Jesus fixes a steady gaze on the Inquisitors, as their smirk of arrogance fades. Those among the crowd who a minute ago were crying for the woman’s blood now have silent tongues. The faintest of breezes rustles the leaves on the sycamore trees. Somewhere in the distance, a child cries. The Pharisees are reduced to shuffling away in silence; not a word of response have they spoken. They are convicted by their own consciences. The crowd disperses, pondering Jesus’ words. “What does it mean?” a voice asks. No one has a ready answer.
The young woman alone remains with Jesus. She stands silently, in a daze. The cold sweat trickles down her back. I do not condemn you, Jesus says, and she feels the strength returning to her legs. She begins to weep, as relief flows through her like a river. But Jesus is not one for situational ethics. He places a hand on her shoulder and says, “Go, and sin no more.” Before leaving, the woman gets a cool cup of water from the well and offers it to Jesus. He smiles, but with sadness in his eyes, and thanks her.
For one sun bleached afternoon, the law tempered with mercy is redeemed from the ones with bloodless lips who would see it etched into stone. Jesus has spared a woman who broke one of Moses’ laws; in so doing, he has invited the wrath of the patriarchs. Jesus knows that soon they will have their day.
“The hope symbolized by light from the heavens is that renewal awaits us, if only we remain open to the mystery and take the opportunity to appreciate the wisdom abiding in the spiritual.”
The arts offered a space where we could pause for reflection, and perhaps glimpse a faint glow from over the horizon, amidst the malaise weighing on 1970s America. That most innovative of film makers, Steven Spielberg, slipped the bonds of science fiction’s conventions in a visionary movie. He portrayed an alien spaceship with a spiritual aura, like those Renaissance religious paintings where the radiance from above promises a hopeful future and a chance of renewal.

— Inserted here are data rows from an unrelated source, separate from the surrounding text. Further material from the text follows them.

use array_parameterized_test::{parameterized_test, test_parameter};

#[derive(Copy, Clone, Eq, PartialEq)]
enum TestValue {
    A,
    B,
}

#[cfg(test)]
mod tests {
    use super::*;

    #[test_parameter]
    const INT_INPUTS: [u32; 2] = [1, 2];

    #[test_parameter]
    const ENUM_INPUTS: [TestValue; 2] = [TestValue::A, TestValue::B];

    #[test_parameter]
    const TUPLE_INPUTS: [(u32, bool); 5] =
        [(1, false), (2, true), (3, false), (4, true), (5, false)];

    #[expect(clippy::non_ascii_literal)]
    #[test_parameter]
    const NON_ASCII_INPUTS: [&str; 2] = ["nonÁscii", "藏"];

    #[parameterized_test(INT_INPUTS)]
    fn test_with_ints(value: u32) {
        assert!(value > 0 && value < 3);
    }

    #[parameterized_test(ENUM_INPUTS)]
    fn test_with_enums(value: TestValue) {
        assert!(value == TestValue::A || value == TestValue::B);
    }

    #[parameterized_test(NON_ASCII_INPUTS)]
    fn test_with_non_ascii_strings(value: &str) {
        assert!(!value.is_ascii());
    }

    #[parameterized_test(TUPLE_INPUTS)]
    fn test_with_tuples(value: (u32, bool)) {
        assert_eq!(value.1, value.0.is_multiple_of(2));
    }

    #[parameterized_test(TUPLE_INPUTS)]
    fn test_with_tuples_destructured((value, expected): (u32, bool)) {
        assert_eq!(expected, value.is_multiple_of(2));
    }
}
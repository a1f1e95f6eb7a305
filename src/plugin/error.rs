use std::path::PathBuf;

use fancy_regex::Error as RegexImplError;

use crate::escape_ascii;

/// Represents an error that occurred while reading a parsed plugin's data.
#[derive(Debug)]
pub struct PluginDataError(esplugin::Error);

impl std::fmt::Display for PluginDataError {
    fn fmt(&self, f: &mut std::fmt::Formatter<'_>) -> std::fmt::Result {
        write!(f, "failed to read plugin data")
    }
}

impl std::error::Error for PluginDataError {
    fn source(&self) -> Option<&(dyn std::error::Error + 'static)> {
        Some(&self.0)
    }
}

impl From<esplugin::Error> for PluginDataError {
    fn from(value: esplugin::Error) -> Self {
        PluginDataError(value)
    }
}

#[derive(Debug)]
#[non_exhaustive]
pub(crate) enum LoadPluginError {
    InvalidFilename(InvalidFilenameReason),
    IoError(std::io::Error),
    ParsingError(esplugin::Error),
    RegexError(Box<RegexImplError>),
}

impl std::fmt::Display for LoadPluginError {
    fn fmt(&self, f: &mut std::fmt::Formatter<'_>) -> std::fmt::Result {
        match self {
            Self::InvalidFilename(i) => i.fmt(f),
            Self::IoError(_) => write!(f, "an I/O error occurred"),
            Self::ParsingError(_) => write!(f, "failed to parse plugin data"),
            Self::RegexError(_) => write!(f, "failed while using a regex"),
        }
    }
}

impl std::error::Error for LoadPluginError {
    fn source(&self) -> Option<&(dyn std::error::Error + 'static)> {
        match self {
            Self::InvalidFilename(_) => None,
            Self::IoError(e) => Some(e),
            Self::ParsingError(e) => Some(e),
            Self::RegexError(e) => Some(e),
        }
    }
}

impl From<std::io::Error> for LoadPluginError {
    fn from(value: std::io::Error) -> Self {
        LoadPluginError::IoError(value)
    }
}

impl From<esplugin::Error> for LoadPluginError {
    fn from(value: esplugin::Error) -> Self {
        LoadPluginError::ParsingError(value)
    }
}

impl From<Box<RegexImplError>> for LoadPluginError {
    fn from(value: Box<RegexImplError>) -> Self {
        LoadPluginError::RegexError(value)
    }
}

#[derive(Debug)]
#[non_exhaustive]
pub(crate) enum InvalidFilenameReason {
    Empty,
    NonUnicode,
    NonUnique,
    UnsupportedFileExtension,
}

impl std::fmt::Display for InvalidFilenameReason {
    fn fmt(&self, f: &mut std::fmt::Formatter<'_>) -> std::fmt::Result {
        match self {
            Self::Empty => write!(f, "is empty"),
            Self::NonUnicode => write!(f, "cannot be represented in UTF-8"),
            Self::NonUnique => write!(f, "is not unique"),
            Self::UnsupportedFileExtension => {
                write!(f, "does not have a supported plugin file extension")
            }
        }
    }
}

/// Represents an error that occurred when validating plugins before loading them.
#[derive(Debug)]
pub(crate) struct PluginValidationError {
    path: PathBuf,
    reason: PluginValidationErrorReason,
}

impl PluginValidationError {
    pub(crate) fn new(path: PathBuf, reason: PluginValidationErrorReason) -> Self {
        Self { path, reason }
    }

    pub(crate) fn invalid(path: PathBuf, reason: InvalidFilenameReason) -> Self {
        Self {
            path,
            reason: PluginValidationErrorReason::InvalidFilename(reason),
        }
    }
}

impl std::fmt::Display for PluginValidationError {
    fn fmt(&self, f: &mut std::fmt::Formatter<'_>) -> std::fmt::Result {
        match &self.reason {
            PluginValidationErrorReason::InvalidFilename(i) => write!(
                f,
                "the path \"{}\" has a filename that {}",
                escape_ascii(&self.path),
                i
            ),
            PluginValidationErrorReason::InvalidPluginHeader => write!(
                f,
                "the file at \"{}\" does not have a valid plugin header",
                escape_ascii(&self.path)
            ),
        }
    }
}

impl std::error::Error for PluginValidationError {}

#[derive(Debug)]
pub(crate) enum PluginValidationErrorReason {
    InvalidFilename(InvalidFilenameReason),
    InvalidPluginHeader,
}
use std::path::{Path, PathBuf};

#[cfg(windows)]
use windows::Win32::Storage::FileSystem::BY_HANDLE_FILE_INFORMATION;

use crate::{GameType, game::GameCache, plugin::has_ascii_extension};

const BSA_FILE_EXTENSION: &str = "bsa";

pub fn find_associated_archives(
    game_type: GameType,
    game_cache: &GameCache,
    plugin_path: &Path,
) -> Vec<PathBuf> {
    match game_type {
        GameType::Morrowind | GameType::OpenMW => Vec::new(),

        // Skyrim (non-SE) plugins can only load BSAs that have exactly the same
        // basename, ignoring file extensions.
        GameType::Skyrim => find_associated_archive(plugin_path),

        // Skyrim SE can load BSAs that have exactly the same basename, ignoring
        // file extensions, and also BSAs with filenames of the form "<basename>
        // - Textures.bsa" (case-insensitively). This assumes that Skyrim VR
        // works the same way as Skyrim SE.
        GameType::SkyrimSE | GameType::SkyrimVR => find_associated_archives_with_suffixes(plugin_path, BSA_FILE_EXTENSION, &["", " - Textures"]),

        // Oblivion .esp files can load archives which begin with the plugin
        // basename.
        GameType::Oblivion | GameType::OblivionRemastered => {
            if has_ascii_extension(plugin_path, "esp") {
                find_associated_archives_with_arbitrary_suffixes(plugin_path, game_cache)
            } else {
                Vec::new()
            }
        },

        // FO3, FNV, FO4 plugins can load archives which begin with the plugin
        // basename. This assumes that FO4 VR works the same way as FO4.
        GameType::Fallout3 | GameType::FalloutNV | GameType::Fallout4 | GameType::Fallout4VR =>
            find_associated_archives_with_arbitrary_suffixes(plugin_path, game_cache)
        ,

        // The game will load a BA2 that's suffixed with " - Voices_<language>"
        // where <language> is whatever language Starfield is configured to use
        // (sLanguage in the ini), so this isn't exactly correct but will work
        // so long as a plugin with voices has voices for English, which seems
        // likely.
        GameType::Starfield => find_associated_archives_with_suffixes(plugin_path, "ba2", &[" - Main", " - Textures", " - Localization", " - Voices_en"]),
    }
}

fn find_associated_archive(plugin_path: &Path) -> Vec<PathBuf> {
    let archive_path = plugin_path.with_extension(BSA_FILE_EXTENSION);

    if archive_path.exists() {
        vec![archive_path]
    } else {
        Vec::new()
    }
}

fn find_associated_archives_with_suffixes(
    plugin_path: &Path,
    archive_extension: &str,
    supported_suffixes: &[&str],
) -> Vec<PathBuf> {
    let Some(file_stem) = plugin_path.file_stem() else {
        return Vec::new();
    };

    supported_suffixes
        .iter()
        .map(|suffix| {
            let mut filename = file_stem.to_os_string();
            filename.push(suffix);
            filename.push(".");
            filename.push(archive_extension);

            plugin_path.with_file_name(filename)
        })
        .filter(|p| p.exists())
        .collect()
}

fn find_associated_archives_with_arbitrary_suffixes(
    plugin_path: &Path,
    game_cache: &GameCache,
) -> Vec<PathBuf> {
    let plugin_stem_len = match plugin_path.file_stem().and_then(|s| s.to_str()) {
        Some(s) => s.len(),
        None => return Vec::new(),
    };
    let Some(plugin_extension) = plugin_path.extension() else {
        return Vec::new();
    };

    game_cache
        .archives_iter()
        .filter(|path| {
            // Need to check if it starts with the given plugin's basename,
            // but case insensitively. This is hard to do accurately, so
            // instead check if the plugin with the same length basename and
            // and the given plugin's file extension is equivalent.
            let Some(archive_filename) = path.file_name().and_then(|s| s.to_str()) else {
                return false;
            };

            // Can't just slice the archive filename to the same length as the plugin file stem directly because that might not slice on a character boundary, so truncate the byte slice and then check it's still valid UTF-8.
            if archive_filename.len() < plugin_stem_len {
                return false;
            }

            let Some(filename) = archive_filename.get(..plugin_stem_len) else {
                return false;
            };

            let archive_plugin_path = plugin_path
                .with_file_name(filename)
                .with_extension(plugin_extension);

            are_file_paths_equivalent(&archive_plugin_path, plugin_path)
        })
        .cloned()
        .collect()
}

#[cfg(windows)]
fn are_file_paths_equivalent(lhs: &Path, rhs: &Path) -> bool {
    use std::fs::File;

    if lhs == rhs {
        return true;
    }

    let Ok(lhs_file) = File::open(lhs) else {
        return false;
    };

    let Ok(rhs_file) = File::open(rhs) else {
        return false;
    };

    let Some(lhs_info) = get_file_info(&lhs_file) else {
        return false;
    };

    let Some(rhs_info) = get_file_info(&rhs_file) else {
        return false;
    };

    lhs_info.dwVolumeSerialNumber == rhs_info.dwVolumeSerialNumber
        && lhs_info.nFileIndexHigh == rhs_info.nFileIndexHigh
        && lhs_info.nFileIndexLow == rhs_info.nFileIndexLow
}

#[cfg(windows)]
fn get_file_info(file: &std::fs::File) -> Option<BY_HANDLE_FILE_INFORMATION> {
    use std::os::windows::io::AsRawHandle;
    use windows::Win32::{Foundation::HANDLE, Storage::FileSystem::GetFileInformationByHandle};

    let mut info = BY_HANDLE_FILE_INFORMATION::default();

    // SAFETY: This is safe because the file handles and the info struct pointers are all valid until this function exits.
    #[expect(
        unsafe_code,
        reason = "There is currently no way to get this data safely"
    )]
    unsafe {
        GetFileInformationByHandle(HANDLE(file.as_raw_handle()), &mut info)
            .is_ok()
            .then_some(info)
    }
}

#[cfg(not(windows))]
fn are_file_paths_equivalent(lhs: &Path, rhs: &Path) -> bool {
    use std::os::unix::fs::MetadataExt;

    if lhs == rhs {
        return true;
    }

    let Ok(lhs_metadata) = lhs.metadata() else {
        return false;
    };

    let Ok(rhs_metadata) = rhs.metadata() else {
        return false;
    };

    lhs_metadata.dev() == rhs_metadata.dev() && lhs_metadata.ino() == rhs_metadata.ino()
}
impl<'a, 'b, 'c, 'd, 'e, T: SortingPlugin> GroupsPathVisitor<'a, 'b, 'c, 'd, 'e, T> {
    fn new(
        plugins_graph: &'a mut PluginsGraph<'b, T>,
        groups_graph: &'e GroupsGraph,
        groups_plugins: &'c HashMap<Box<str>, Vec<PluginNodeIndex>>,
        finished_group_vertices: &'d mut HashSet<GroupNodeIndex>,
        group_node_to_ignore_as_source: Option<GroupNodeIndex>,
    ) -> Self {
        Self {
            plugins_graph,
            groups_graph,
            groups_plugins,
            finished_group_vertices,
            group_node_to_ignore_as_source,
            edge_stack: Vec::new(),
            unfinishable_nodes: HashSet::default(),
        }
    }

    fn should_ignore_source_node(&self, node_index: GroupNodeIndex) -> bool {
        self.group_node_to_ignore_as_source == Some(node_index)
            || self.finished_group_vertices.contains(&node_index)
    }

    fn find_plugins_in_group(&self, node_index: GroupNodeIndex) -> &'c [PluginNodeIndex] {
        self.groups_plugins
            .get(self.groups_graph[node_index].as_ref())
            .map(Vec::as_slice)
            .unwrap_or_default()
    }

    fn add_plugin_graph_edges(
        &mut self,
        edge_stack_index: usize,
        target_plugins: &[PluginNodeIndex],
    ) {
        use std::fmt::Write;

        let Some([from_edge, edges @ ..]) = self.edge_stack.get(edge_stack_index..) else {
            if is_log_enabled(LogLevel::Error) {
                logging::error!(
                    "Unexpected invalid edge stack index {} for edge stack [{}]",
                    edge_stack_index,
                    self.edge_stack
                        .iter()
                        .map(|e| e.0.weight())
                        .fold(String::new(), |mut a, b| if a.is_empty() {
                            b.to_string()
                        } else {
                            let _e = write!(a, ", {b}");
                            a
                        })
                );
            }
            return;
        };

        let path_involves_user_metadata = std::iter::once(from_edge)
            .chain(edges.iter())
            .any(|p| *p.0.weight() == EdgeType::UserLoadAfter);

        for from_plugin in from_edge.1 {
            self.add_edges_from_plugin(*from_plugin, target_plugins, path_involves_user_metadata);
        }
    }

    fn add_edges_from_plugin(
        &mut self,
        from_plugin: PluginNodeIndex,
        to_plugins: &[PluginNodeIndex],
        path_involves_user_metadata: bool,
    ) {
        if to_plugins.is_empty() {
            return;
        }

        for to_plugin in to_plugins {
            if !self.plugins_graph.is_path_cached(from_plugin, *to_plugin) {
                let involves_user_metadata = path_involves_user_metadata
                    || self.plugins_graph[from_plugin].group_is_user_metadata
                    || self.plugins_graph[*to_plugin].group_is_user_metadata;

                let edge_type = if involves_user_metadata {
                    EdgeType::UserGroup
                } else {
                    EdgeType::MasterlistGroup
                };

                if self.plugins_graph.path_exists(*to_plugin, from_plugin) {
                    logging::debug!(
                        "Skipping a \"{}\" edge from \"{}\" to \"{}\" as it would create a cycle.",
                        edge_type,
                        self.plugins_graph[from_plugin].name(),
                        self.plugins_graph[*to_plugin].name()
                    );
                } else {
                    self.plugins_graph
                        .add_edge(from_plugin, *to_plugin, edge_type);
                }
            }
        }
    }
}

impl<'e, T: SortingPlugin> DfsVisitor<'e> for GroupsPathVisitor<'_, '_, '_, '_, 'e, T> {
    fn visit_tree_edge(&mut self, edge_ref: EdgeReference<'e, EdgeType>) {
        let source = edge_ref.source();
        let target = edge_ref.target();

        // Add the edge to the stack so that its providence can be taken into
        // account when adding edges from this source group and previous groups'
        // plugins.
        // Also record the plugins in the edge's source group, unless the source
        // group should be ignored (e.g. because the visitor has been configured
        // to ignore the default group's plugins as sources).
        let edge_plugins = if self.should_ignore_source_node(source) {
            &[]
        } else {
            self.find_plugins_in_group(source)
        };
        self.edge_stack.push((edge_ref, edge_plugins));

        // Find the plugins in the target group.
        let target_plugins = self.find_plugins_in_group(target);

        // Add edges going from all the plugins in the groups in the path being
        // currently walked, to the plugins in the current target group's plugins.
        for i in 0..self.edge_stack.len() {
            self.add_plugin_graph_edges(i, target_plugins);
        }
    }

    fn visit_forward_or_cross_edge(&mut self, edge_ref: EdgeReference<'e, EdgeType>) {
        // Mark the source vertex and all edges in the current stack as
        // unfinishable, because none of the plugins in the path so far can have
        // edges added to plugins past the target vertex.

        logging::debug!(
            "Found groups graph forward or cross \"{}\" edge going from \"{}\" to \"{}\"",
            edge_ref.weight(),
            self.groups_graph[edge_ref.source()],
            self.groups_graph[edge_ref.target()]
        );

        let iter = self
            .edge_stack
            .iter()
            .map(|e| e.0.source())
            .chain(std::iter::once(edge_ref.source()));

        for source in iter {
            let inserted = self.unfinishable_nodes.insert(source);

            if inserted {
                logging::debug!("Treating \"{}\" as unfinishable", self.groups_graph[source]);
            }
        }
    }

    fn visit_back_edge(&mut self, _: EdgeReference<'e, EdgeType>) {}

    fn discover_node(&mut self, _: GroupNodeIndex) {}

    fn finish_node(&mut self, node_index: GroupNodeIndex) {
        // Now that this vertex's DFS-tree has been fully explored, mark it as
        // finished so that it won't have edges added from its plugins again in a
        // different DFS that uses the same finished vertices set.
        if self.group_node_to_ignore_as_source != Some(node_index)
            && !self.unfinishable_nodes.contains(&node_index)
        {
            let inserted = self.finished_group_vertices.insert(node_index);
            if inserted {
                logging::debug!(
                    "Recorded groups graph vertex \"{}\" as finished",
                    self.groups_graph[node_index]
                );
            }
        }

        // Since this vertex has been fully explored, pop the edge stack to remove
        // the edge that has this vertex as its target.
        self.edge_stack.pop();
    }
}
fn has_plugin_file_extension(game_type: GameType, plugin_path: &Path) -> bool {
    let extension = if game_type != GameType::OpenMW && has_ascii_extension(plugin_path, "ghost") {
        plugin_path
            .file_stem()
            .and_then(|s| Path::new(s).extension())
    } else {
        plugin_path.extension()
    };

    if let Some(extension) = extension {
        if extension.eq_ignore_ascii_case("esp")
            || extension.eq_ignore_ascii_case("esm")
            || (game_type == GameType::OpenMW
                && (extension.eq_ignore_ascii_case("omwaddon")
                    || extension.eq_ignore_ascii_case("omwgame")
                    || extension.eq_ignore_ascii_case("omwscripts")))
        {
            true
        } else {
            matches!(
                game_type,
                GameType::FO4
                    | GameType::FO4VR
                    | GameType::TES5SE
                    | GameType::TES5VR
                    | GameType::Starfield
            ) && extension.eq_ignore_ascii_case("esl")
        }
    } else {
        false
    }
}

pub(crate) fn has_ascii_extension(path: &Path, extension: &str) -> bool {
    path.extension()
        .map(|e| e.eq_ignore_ascii_case(extension))
        .unwrap_or(false)
}

pub(crate) fn plugins_metadata(
    plugins: &[Plugin],
) -> Result<Vec<esplugin::PluginMetadata>, PluginDataError> {
    let esplugins: Vec<_> = plugins.iter().filter_map(|p| p.plugin.as_ref()).collect();
    Ok(esplugin::plugins_metadata(&esplugins)?)
}

fn name_string(game_type: GameType, path: &Path) -> Result<String, LoadPluginError> {
    match path.file_name() {
        Some(f) => match f.to_str() {
            Some(f) if game_type == GameType::OpenMW => Ok(f.to_string()),
            Some(f) => Ok(trim_dot_ghost(f).to_string()),
            None => Err(LoadPluginError::InvalidFilename(
                InvalidFilenameReason::NonUnicode,
            )),
        },
        None => Err(LoadPluginError::InvalidFilename(
            InvalidFilenameReason::Empty,
        )),
    }
}

fn calculate_crc(path: &Path) -> std::io::Result<u32> {
    let file = File::open(path)?;
    let mut reader = BufReader::new(file);
    let mut hasher = crc32fast::Hasher::new();

    let mut buffer = reader.fill_buf()?;
    while !buffer.is_empty() {
        hasher.write(buffer);
        let length = buffer.len();
        reader.consume(length);

        buffer = reader.fill_buf()?;
    }

    Ok(hasher.finalize())
}

fn extract_bash_tags(description: &str) -> Vec<String> {
    let bash_tags_opener = "{{BASH:";

    if let Some(mut start_pos) = description.find(bash_tags_opener) {
        start_pos += bash_tags_opener.len();

        if let Some(end_pos) = description[start_pos..].find("}}") {
            return description[start_pos..start_pos + end_pos]
                .split(",")
                .map(|s| s.trim().to_string())
                .collect();
        }
    }
    Vec::new()
}

fn extract_version(description: &str) -> Result<Option<String>, Box<fancy_regex::Error>> {
    for regex in &*VERSION_REGEXES {
        let version = regex
            .captures(description)?
            .iter()
            .flat_map(|captures| captures.iter())
            .flatten()
            .skip(1) // Skip the first capture as that's the whole regex.
            .map(|m| m.as_str().trim())
            .find(|v| !v.is_empty())
            .map(|v| v.to_string());

        if version.is_some() {
            return Ok(version);
        }
    }

    Ok(None)
}
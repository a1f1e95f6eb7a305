use std::path::Path;

use array_parameterized_test::{parameterized_test, test_parameter};

#[derive(Clone, Copy, Debug, Eq, PartialEq, Ord, PartialOrd, Hash)]
#[non_exhaustive]
pub enum GameType {
    Oblivion,
    Skyrim,
    Fallout3,
    FalloutNV,
    Fallout4,
    SkyrimSE,
    Fallout4VR,
    SkyrimVR,
    Morrowind,
    Starfield,
    OpenMW,
    OblivionRemastered,
}

fn has_ascii_extension(path: &Path, extension: &str) -> bool {
    path.extension()
        .is_some_and(|e| e.eq_ignore_ascii_case(extension))
}

fn has_plugin_file_extension(game_type: GameType, plugin_path: &Path) -> bool {
    let extension = if game_type != GameType::OpenMW && has_ascii_extension(plugin_path, "ghost") {
        plugin_path
            .file_stem()
            .and_then(|s| Path::new(s).extension())
    } else {
        plugin_path.extension()
    };

    if let Some(extension) = extension {
        if extension.eq_ignore_ascii_case("esp")
            || extension.eq_ignore_ascii_case("esm")
            || (game_type == GameType::OpenMW
                && (extension.eq_ignore_ascii_case("omwaddon")
                    || extension.eq_ignore_ascii_case("omwgame")
                    || extension.eq_ignore_ascii_case("omwscripts")))
        {
            true
        } else {
            matches!(
                game_type,
                GameType::Fallout4
                    | GameType::Fallout4VR
                    | GameType::SkyrimSE
                    | GameType::SkyrimVR
                    | GameType::Starfield
            ) && extension.eq_ignore_ascii_case("esl")
        }
    } else {
        false
    }
}

#[cfg(test)]
mod tests {
    use super::*;
    #[test_parameter]
    const ALL_GAME_TYPES: [GameType; 12] = [
        GameType::Oblivion,
        GameType::Skyrim,
        GameType::Fallout3,
        GameType::FalloutNV,
        GameType::Fallout4,
        GameType::SkyrimSE,
        GameType::Fallout4VR,
        GameType::SkyrimVR,
        GameType::Morrowind,
        GameType::Starfield,
        GameType::OpenMW,
        GameType::OblivionRemastered,
    ];

    #[parameterized_test(ALL_GAME_TYPES)]
    fn should_be_true_if_file_ends_in_dot_esp_or_dot_esm(game_type: GameType) {
        assert!(has_plugin_file_extension(game_type, Path::new("file.esp")));
        assert!(has_plugin_file_extension(game_type, Path::new("file.esm")));
        assert!(!has_plugin_file_extension(game_type, Path::new("file.bsa")));
    }
}
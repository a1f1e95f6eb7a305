mod ba2;
mod bsa;
mod error;
mod find;
mod parse;

use std::collections::{BTreeMap, BTreeSet};

pub use find::find_associated_archives;
pub use parse::assets_in_archives;

pub fn do_assets_overlap(
    assets: &BTreeMap<u64, BTreeSet<u64>>,
    other_assets: &BTreeMap<u64, BTreeSet<u64>>,
) -> bool {
    let mut assets_iter = assets.iter();
    let mut other_assets_iter = other_assets.iter();

    let mut assets = assets_iter.next();
    let mut other_assets = other_assets_iter.next();
    while let (Some((folder, files)), Some((other_folder, other_files))) = (assets, other_assets) {
        if folder < other_folder {
            assets = assets_iter.next();
        } else if folder > other_folder {
            other_assets = other_assets_iter.next();
        } else if files.intersection(other_files).next().is_some() {
            return true;
        } else {
            // The folder hashes are equal but they don't contain any of the same
            // file hashes, move on to the next folder. It doesn't matter which
            // iterator gets incremented.
            assets = assets_iter.next();
        }
    }

    false
}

When the 1977 film Close Encounters opens, a luminous space ship dazzles airline pilots by its unearthly maneuvers, while air traffic controllers in the American heartland try to make sense of what they see on their screens. Unable to reconcile what they are witnessing with their familiar experience, they dismiss the extraordinary, rather than seeking its meaning. As the story unfolds, an aged Mexican villager with a beatific smile tells scientists that the sun came out at night and sang to him, as a Madonna might to her child. When the scene shifts back to Indiana, the specter reappears, and Spielberg sends a curious, not fearful, child chasing an elusive orange vapor into the prairie night. What is hidden from the wise and learned is sometimes revealed to children. As Spielberg later explained, “Close Encounters is all about children opening doors to beautiful sources of light.” It is difficult to imagine a more numinous response to the angst then afflicting America.
In Close Encounters, the viewer is from the opening drawn into a world of light, music, and wonder, which captivates the senses more than the intellect. Instead of intrepid explorers, we meet ordinary people, tentative in their search for the strangers. They are warm and approachable, unlike the steely glint of heroism. The viewer can identify with their uncertainty in the face of the astonishing. Close Encounters shares Hamlet’s response to the dreams and phantoms of other worlds: as strangers, give them welcome.
As the story begins, a utility company repairman, Roy Neary (Richard Dreyfuss), heads out in his truck when the spaceship’s over flight turns out the lights and plunges Muncie, Indiana into an eerie darkness. He gets lost in the outer burbs, but the aliens seem to find him, and he looks up to a dazzling white glare before the ship glides off into the night sky. Although rattled, Neary listens to the cacophony of voices on his CB radio so he can track the ship’s path, and pursue it. Throughout the movie, this Everyman follows his inner voice, strange and compulsive though it may be, to search for the unknowable. Does obsession lurk in the shadows of the deepest religious experience? Implicit in the movie is this ambivalence.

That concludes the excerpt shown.